Go over these 8 Key take-aways before saddle shopping:

  • There is nothing to gain from riding any bike in prolonged pain.
  • Ask a few questions up front – in person is best for me. Do they have a certified bike fitter just in case I decide to get another opinion?  How long does a fitting take?   What is the cost and what is included in the fitting service?
  • Show up with my bike, my usual riding shorts (with a good chamois ) and the cycling shoes with pedals that I will be wearing with this new saddle.
  • Everyone agrees that a rider’s sitz bones placement on a saddle is the foremost critical factor for a comfortable saddle.

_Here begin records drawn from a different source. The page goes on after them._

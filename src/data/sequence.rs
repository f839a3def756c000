//! Time-sorted container of stamped frames.
//!
//! [`Sequence`] is backed by a [`VecDeque`], giving amortized O(1) insertion at both
//! ends without moving existing elements on growth, which matters for unbounded
//! high-frequency capture. Elements are kept non-decreasing by timestamp when appends
//! are checked; unchecked appends are allowed for throughput, after which
//! [`Sequence::sort`] restores the order.
//!
//! # Sharing
//!
//! A live acquisition shares its sequence between one writer (the recorder) and any
//! number of readers through [`SharedSequence`]. Writers take the write lock only
//! around the mutation itself.

use super::range::{ConstRange, Window};
use super::{Frame, SensorId, Stamped, StampedFrame, Value};
use crate::error::{AppResult, DaqError};
use parking_lot::RwLock;
use std::collections::VecDeque;
use std::sync::Arc;

/// Sequence shared between a producer and its consumers.
pub type SharedSequence = Arc<RwLock<Sequence>>;

/// Convert a physical duration to an element count: `round(|duration * rate|)`.
pub fn samples(duration: f64, sample_rate: f64) -> usize {
    let count = (duration * sample_rate).abs().round();
    if count.is_finite() {
        count as usize
    } else {
        0
    }
}

/// Time-sorted collection of stamped frames.
#[derive(Debug, Clone, Default, PartialEq)]
pub struct Sequence {
    frames: VecDeque<StampedFrame>,
}

impl Sequence {
    /// Empty sequence.
    pub fn new() -> Self {
        Self::default()
    }

    /// Empty sequence with room for `capacity` frames.
    pub fn with_capacity(capacity: usize) -> Self {
        Self {
            frames: VecDeque::with_capacity(capacity),
        }
    }

    /// Wrap into a shared handle.
    pub fn into_shared(self) -> SharedSequence {
        Arc::new(RwLock::new(self))
    }

    /// Append `frame` at the back.
    ///
    /// With `enforce_monotonic` the timestamp must be strictly greater than the last
    /// one; with `enforce_same_sensors` the frame must carry the same sensors as the
    /// last element. Checks run before any mutation.
    pub fn append(
        &mut self,
        frame: StampedFrame,
        enforce_monotonic: bool,
        enforce_same_sensors: bool,
    ) -> AppResult<()> {
        if let Some(last) = self.frames.back() {
            if enforce_monotonic && frame.timestamp <= last.timestamp {
                return Err(DaqError::Ordering {
                    timestamp: frame.timestamp,
                    last: last.timestamp,
                });
            }
            if enforce_same_sensors && !frame.value.same_sensors(&last.value) {
                return Err(DaqError::SensorMismatch {
                    expected: last.value.sensors(),
                    found: frame.value.sensors(),
                });
            }
        }
        self.frames.push_back(frame);
        Ok(())
    }

    /// Append a copy of `frame`.
    pub fn append_ref(
        &mut self,
        frame: &StampedFrame,
        enforce_monotonic: bool,
        enforce_same_sensors: bool,
    ) -> AppResult<()> {
        self.append(frame.clone(), enforce_monotonic, enforce_same_sensors)
    }

    /// Pair `frame` with `timestamp` and append it with the given checks.
    pub fn append_frame(
        &mut self,
        timestamp: f64,
        frame: Frame,
        enforce_monotonic: bool,
        enforce_same_sensors: bool,
    ) -> AppResult<()> {
        self.append(
            Stamped::new(timestamp, frame),
            enforce_monotonic,
            enforce_same_sensors,
        )
    }

    /// Unchecked append at the back.
    pub fn push(&mut self, frame: StampedFrame) {
        self.frames.push_back(frame);
    }

    /// Unchecked insertion at the front.
    pub fn push_front(&mut self, frame: StampedFrame) {
        self.frames.push_front(frame);
    }

    /// Append every frame of `other` with the given checks, stopping at the first failure.
    pub fn extend_checked<I>(
        &mut self,
        other: I,
        enforce_monotonic: bool,
        enforce_same_sensors: bool,
    ) -> AppResult<()>
    where
        I: IntoIterator<Item = StampedFrame>,
    {
        for frame in other {
            self.append(frame, enforce_monotonic, enforce_same_sensors)?;
        }
        Ok(())
    }

    /// Position of the first element with timestamp `>= timestamp`.
    pub fn find(&self, timestamp: f64) -> usize {
        self.frames.partition_point(|f| f.timestamp < timestamp)
    }

    /// Position one past the last element with timestamp `<= timestamp`.
    pub fn find_after(&self, timestamp: f64) -> usize {
        self.frames.partition_point(|f| f.timestamp <= timestamp)
    }

    /// Element with the exact timestamp, if present.
    pub fn at_time(&self, timestamp: f64) -> Option<&StampedFrame> {
        self.frames
            .get(self.find(timestamp))
            .filter(|f| f.timestamp == timestamp)
    }

    /// Stable sort by timestamp.
    pub fn sort(&mut self) {
        self.frames
            .make_contiguous()
            .sort_by(|a, b| a.timestamp.total_cmp(&b.timestamp));
    }

    /// Whether timestamps are non-decreasing.
    pub fn is_sorted(&self) -> bool {
        self.frames
            .iter()
            .zip(self.frames.iter().skip(1))
            .all(|(a, b)| a.timestamp <= b.timestamp)
    }

    /// Drop up to `n` oldest elements; returns how many were dropped.
    pub fn discard(&mut self, n: usize) -> usize {
        let n = n.min(self.frames.len());
        self.frames.drain(..n);
        n
    }

    /// Drop elements older than `timestamp`; returns how many were dropped.
    pub fn discard_before(&mut self, timestamp: f64) -> usize {
        let n = self.find(timestamp);
        self.discard(n)
    }

    /// Remove up to `count` elements starting at `start`; returns how many were removed.
    pub fn erase(&mut self, start: usize, count: usize) -> usize {
        let start = start.min(self.frames.len());
        let end = start.saturating_add(count).min(self.frames.len());
        self.frames.drain(start..end);
        end - start
    }

    /// Remove every element.
    pub fn clear(&mut self) {
        self.frames.clear();
    }

    /// Number of elements.
    pub fn len(&self) -> usize {
        self.frames.len()
    }

    /// Whether the sequence is empty.
    pub fn is_empty(&self) -> bool {
        self.frames.is_empty()
    }

    /// Element at `index`.
    pub fn get(&self, index: usize) -> Option<&StampedFrame> {
        self.frames.get(index)
    }

    /// Oldest element.
    pub fn first(&self) -> Option<&StampedFrame> {
        self.frames.front()
    }

    /// Newest element.
    pub fn last(&self) -> Option<&StampedFrame> {
        self.frames.back()
    }

    /// Iterate over all elements.
    pub fn iter(&self) -> std::collections::vec_deque::Iter<'_, StampedFrame> {
        self.frames.iter()
    }

    /// Iterate over up to `len` elements starting at `start`.
    pub fn iter_range(
        &self,
        start: usize,
        len: usize,
    ) -> std::collections::vec_deque::Iter<'_, StampedFrame> {
        let start = start.min(self.frames.len());
        let end = start.saturating_add(len).min(self.frames.len());
        self.frames.range(start..end)
    }

    /// Timestamps of all elements.
    pub fn timestamps(&self) -> Vec<f64> {
        self.frames.iter().map(|f| f.timestamp).collect()
    }

    /// Sensors of the newest element.
    pub fn sensors(&self) -> Vec<SensorId> {
        self.last().map(|f| f.value.sensors()).unwrap_or_default()
    }

    /// Read-only view of `width` elements at position `start`.
    pub fn range(&self, start: usize, width: usize, overlap: usize) -> ConstRange<'_> {
        ConstRange::new(self, Window::new(start, width, overlap))
    }

    /// Read-only view starting at the first element with timestamp `>= timestamp`.
    pub fn range_at(&self, timestamp: f64, width: usize, overlap: usize) -> ConstRange<'_> {
        self.range(self.find(timestamp), width, overlap)
    }

    /// Read-only view covering timestamps in `[from, to]`.
    pub fn range_between(&self, from: f64, to: f64, overlap: usize) -> ConstRange<'_> {
        let start = self.find(from);
        let end = self.find_after(to).max(start);
        self.range(start, end - start, overlap)
    }

    /// Read-only view starting at `from` spanning `duration` seconds at `sample_rate`.
    ///
    /// Both the width and the overlap are converted with [`samples`].
    pub fn window(
        &self,
        from: f64,
        duration: f64,
        sample_rate: f64,
        overlap: f64,
    ) -> ConstRange<'_> {
        self.range_at(
            from,
            samples(duration, sample_rate),
            samples(overlap, sample_rate),
        )
    }

    /// View over the whole sequence.
    pub fn all(&self) -> ConstRange<'_> {
        self.range(0, self.len(), 0)
    }

    /// One channel of one sensor as a time series.
    pub fn signal(&self, sensor: SensorId, channel: usize) -> Vec<Stamped<Value>> {
        self.all().signal(sensor, channel)
    }
}

impl FromIterator<StampedFrame> for Sequence {
    fn from_iter<I: IntoIterator<Item = StampedFrame>>(iter: I) -> Self {
        Self {
            frames: iter.into_iter().collect(),
        }
    }
}

impl Extend<StampedFrame> for Sequence {
    fn extend<I: IntoIterator<Item = StampedFrame>>(&mut self, iter: I) {
        self.frames.extend(iter);
    }
}

impl IntoIterator for Sequence {
    type Item = StampedFrame;
    type IntoIter = std::collections::vec_deque::IntoIter<StampedFrame>;

    fn into_iter(self) -> Self::IntoIter {
        self.frames.into_iter()
    }
}

impl<'a> IntoIterator for &'a Sequence {
    type Item = &'a StampedFrame;
    type IntoIter = std::collections::vec_deque::Iter<'a, StampedFrame>;

    fn into_iter(self) -> Self::IntoIter {
        self.frames.iter()
    }
}

#[cfg(test)]
mod tests {
    use super::*;
    use crate::data::Sample;

    fn frame(sensors: &[u8], value: Value) -> Frame {
        sensors
            .iter()
            .map(|&n| Sample::new(SensorId::new(n).unwrap(), vec![value]))
            .collect()
    }

    fn stamped(t: f64) -> StampedFrame {
        Stamped::new(t, frame(&[1], t as Value))
    }

    fn filled(timestamps: &[f64]) -> Sequence {
        timestamps.iter().map(|&t| stamped(t)).collect()
    }

    #[test]
    fn test_monotonic_append_rejects_without_mutation() {
        let mut seq = filled(&[1.0, 2.0]);
        let err = seq.append(stamped(2.0), true, false).unwrap_err();
        assert!(matches!(err, DaqError::Ordering { .. }));
        assert_eq!(seq.len(), 2);
        seq.append(stamped(2.0), false, false).unwrap();
        assert_eq!(seq.len(), 3);
    }

    #[test]
    fn test_same_sensor_append() {
        let mut seq = filled(&[1.0]);
        let other = Stamped::new(2.0, frame(&[1, 2], 0.0));
        let err = seq.append(other.clone(), false, true).unwrap_err();
        assert!(matches!(err, DaqError::SensorMismatch { .. }));
        assert_eq!(seq.len(), 1);
        seq.append_ref(&other, true, false).unwrap();
        assert_eq!(seq.len(), 2);
    }

    #[test]
    fn test_find_lower_bound() {
        let seq = filled(&[1.0, 2.0, 3.0]);
        assert_eq!(seq.find(0.5), 0);
        assert_eq!(seq.find(1.0), 0);
        assert_eq!(seq.find(1.5), 1);
        assert_eq!(seq.find(3.0), 2);
        assert_eq!(seq.find(4.0), 3);
        assert_eq!(seq.at_time(2.0).unwrap().timestamp, 2.0);
        assert!(seq.at_time(2.5).is_none());
    }

    #[test]
    fn test_range_from_timestamp() {
        let seq = filled(&[1.0, 2.0, 3.0]);
        let range = seq.range_at(2.0, 2, 0);
        assert_eq!(range.timestamps(), vec![2.0, 3.0]);
    }

    #[test]
    fn test_range_between_is_inclusive() {
        let seq = filled(&[1.0, 2.0, 3.0, 4.0]);
        assert_eq!(seq.range_between(1.5, 3.0, 0).timestamps(), vec![2.0, 3.0]);
        assert!(seq.range_between(3.5, 1.0, 0).is_empty());
    }

    #[test]
    fn test_window_converts_time_to_samples() {
        assert_eq!(samples(0.25, 10.0), 3);
        assert_eq!(samples(-0.5, 4.0), 2);
        let seq = filled(&[0.0, 0.1, 0.2, 0.3, 0.4, 0.5]);
        let range = seq.window(0.1, 0.3, 10.0, 0.1);
        assert_eq!(range.len(), 3);
        assert_eq!(range.window().overlap(), 1);
    }

    #[test]
    fn test_discard_and_erase_clamp() {
        let mut seq = filled(&[1.0, 2.0, 3.0, 4.0]);
        assert_eq!(seq.discard(1), 1);
        assert_eq!(seq.first().unwrap().timestamp, 2.0);
        assert_eq!(seq.erase(1, 10), 2);
        assert_eq!(seq.timestamps(), vec![2.0]);
        assert_eq!(seq.discard(5), 1);
        assert!(seq.is_empty());
    }

    #[test]
    fn test_sort_restores_order() {
        let mut seq = filled(&[3.0, 1.0, 2.0]);
        assert!(!seq.is_sorted());
        seq.sort();
        assert!(seq.is_sorted());
        assert_eq!(seq.timestamps(), vec![1.0, 2.0, 3.0]);
    }

    #[test]
    fn test_signal_skips_missing_sensor() {
        let mut seq = filled(&[1.0]);
        seq.push(Stamped::new(2.0, frame(&[2], 5.0)));
        seq.push(stamped(3.0));
        let signal = seq.signal(SensorId::FIRST, 0);
        let times: Vec<f64> = signal.iter().map(|s| s.timestamp).collect();
        assert_eq!(times, vec![1.0, 3.0]);
    }
}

  • Before I select a saddle from the shop’s inventory (which means I would not purchase a bike saddle sight unseen or unfitted), I want to be sure my bike fit is a good as it gets. I should not expect to have to “break-in” simply to make it fit me.
  • Talk with the salesperson about how I like to ride.  Then listen.  I’m sure to learn something.
  • Ask specifically about the store’s return policy and manufacturer’s fit guarantee.
  • Leave the store with confidence knowing I have the best saddle. I’ll get set up for success by having the saddle properly installed.

What is it about my road bike saddle? Is it the most important component?  Wish I could say so. Of course there are other parts to consider along with many elements of a “good” fit. However, when all things are considered, the bike saddle is definitely at the top of my list for critical bike parts that make a ride; well… a good one.